Fenrir

Discovery

Fenrir was discovered on Dec. 12, 2004, one of 12 Saturnian moons found that day by Scott S. Sheppard, David L. Jewitt and Jan T. Kleyna, using a wide-field camera on the Subaru 8.2-m reflector telescope on Mauna Kea, Hawaii. Brian Marsden computed the orbital elements.

Overview

Fenrir has a mean radius of 1.2 miles (2.0 kilometers), assuming an albedo (a measure of how reflective the surface is) of 0.04. It orbits Saturn at an inclination of about 164 degrees and an eccentricity of about 0.1. At a mean distance of 14 million miles (22.5 million kilometers) from Saturn, the moon takes about 1,260 Earth days to complete one orbit.
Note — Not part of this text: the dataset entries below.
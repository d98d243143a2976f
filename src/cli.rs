//! Command line interface for the `relaylink` binary.
//!
//! Also compiled by the build script to render the man page, so it depends
//! on nothing but `clap`.

use std::net::{Ipv4Addr, SocketAddr};

use clap::{Parser, ValueEnum};

/// Wire framing selectable from the command line.
#[derive(Clone, Copy, Debug, Default, PartialEq, Eq, ValueEnum)]
pub enum FramingArg {
    /// Four-byte big-endian length prefix.
    #[default]
    Length,
    /// Newline-terminated messages.
    Line,
    /// One message per read burst, for legacy relays.
    Burst,
}

/// Command line arguments for the `relaylink` binary.
#[derive(Debug, Parser)]
#[command(
    name = "relaylink",
    version,
    about = "Connect to a relay, print inbound messages and send stdin lines",
    after_long_help = "Log verbosity follows RUST_LOG, for example RUST_LOG=relaylink=debug. \
                       Logs go to stderr so stdout carries only relay messages."
)]
pub struct Cli {
    /// Relay host name or IP address.
    #[arg(long, env = "RELAYLINK_HOST")]
    pub host: String,

    /// Relay TCP port.
    #[arg(short, long, env = "RELAYLINK_PORT")]
    pub port: u16,

    /// Local IPv4 address announced at registration.
    #[arg(long)]
    pub local_ip: Option<Ipv4Addr>,

    /// Port this device listens on, announced at registration.
    #[arg(long, default_value_t = 8080)]
    pub listen_port: u16,

    /// How messages are delimited on the wire.
    #[arg(long, value_enum, default_value_t)]
    pub framing: FramingArg,

    /// Number of connect attempts before giving up.
    #[arg(long, default_value_t = 3)]
    pub attempts: u32,

    /// Milliseconds to wait between connect attempts.
    #[arg(long, default_value_t = 2000)]
    pub backoff_ms: u64,

    /// Serve Prometheus metrics on this address.
    #[arg(long)]
    pub metrics_addr: Option<SocketAddr>,
}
Fenrir is a member of the Norse group of moons. These "irregular" moons have retrograde orbits around Saturn—traveling around in the opposite direction from the planet's rotation. Fenrir and the other Norse moons also have eccentric orbits, meaning they are more elongated than circular.

Like Saturn's other irregular moons, Fenrir is thought to be an object that was captured by Saturn's gravity, rather than having accreted from the dusty disk that surrounded the newly formed planet as the regular moons are thought to have done.

How Fenrir Got its Name

Originally called S/2004 S16, Fenrir was named for a monstrous wolf in Norse mythology who was the offspring of Loki, the disgrace of the gods, and Angrboda, a disagreeable giantess. The gods managed to bind Fenrir using a dwarf-manufactured fetter made of the sound of a cat's footfall, a woman's beard and other hard-to-find components. According to the mythology, Fenrir is destined to break free at doomsday (the time known as Ragnarok) and kill Odin, the supreme Norse god.